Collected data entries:
use utoipa::OpenApi;
use utoipa_swagger_ui::SwaggerUi;

#[derive(OpenApi)]
#[openapi(
    info(
        title = "Farmstand API",
        version = "0.1.0",
        description = r#"
Backend for the farm marketplace storefront.

Carts are re-priced server-side from the product catalog before a payment
session is created, and completed sessions are reconciled into orders
exactly once per session.

## Authentication

Order reconciliation requires the shopper's bearer token:

```
Authorization: Bearer <access-token>
```
"#
    ),
    paths(
        crate::handlers::checkout::create_checkout_session,
        crate::handlers::orders::create_order_from_session,
        crate::handlers::health::health_check,
    ),
    components(schemas(
        crate::handlers::checkout::CreateCheckoutSessionRequest,
        crate::handlers::checkout::CreateCheckoutSessionResponse,
        crate::handlers::orders::OrderFromSessionRequest,
        crate::handlers::orders::OrderFromSessionResponse,
        crate::handlers::health::HealthResponse,
        crate::handlers::health::ComponentStatus,
        crate::services::checkout::CartItemInput,
        crate::errors::ErrorResponse,
    )),
    tags(
        (name = "checkout", description = "Payment session creation"),
        (name = "orders", description = "Order reconciliation"),
        (name = "health", description = "Service health")
    )
)]
pub struct ApiDoc;

pub fn swagger_ui() -> SwaggerUi {
    SwaggerUi::new("/swagger-ui")
        .url("/api-docs/openapi.json", ApiDoc::openapi())
        .config(utoipa_swagger_ui::Config::from("/api-docs/openapi.json").try_it_out_enabled(true))
}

#### [TASK DESCRIPTION]
Could you copy out the data in full, exactly as it is written?

#### [SOLUTION TO THIS EXERCISE]
use utoipa::OpenApi;
use utoipa_swagger_ui::SwaggerUi;

#[derive(OpenApi)]
#[openapi(
    info(
        title = "Farmstand API",
        version = "0.1.0",
        description = r#"
Backend for the farm marketplace storefront.

Carts are re-priced server-side from the product catalog before a payment
session is created, and completed sessions are reconciled into orders
exactly once per session.

## Authentication

Order reconciliation requires the shopper's bearer token:

```
Authorization: Bearer <access-token>
```
"#
    ),
    paths(
        crate::handlers::checkout::create_checkout_session,
        crate::handlers::orders::create_order_from_session,
        crate::handlers::health::health_check,
    ),
    components(schemas(
        crate::handlers::checkout::CreateCheckoutSessionRequest,
        crate::handlers::checkout::CreateCheckoutSessionResponse,
        crate::handlers::orders::OrderFromSessionRequest,
        crate::handlers::orders::OrderFromSessionResponse,
        crate::handlers::health::HealthResponse,
        crate::handlers::health::ComponentStatus,
        crate::services::checkout::CartItemInput,
        crate::errors::ErrorResponse,
    )),
    tags(
        (name = "checkout", description = "Payment session creation"),
        (name = "orders", description = "Order reconciliation"),
        (name = "health", description = "Service health")
    )
)]
pub struct ApiDoc;

pub fn swagger_ui() -> SwaggerUi {
    SwaggerUi::new("/swagger-ui")
        .url("/api-docs/openapi.json", ApiDoc::openapi())
        .config(utoipa_swagger_ui::Config::from("/api-docs/openapi.json").try_it_out_enabled(true))
}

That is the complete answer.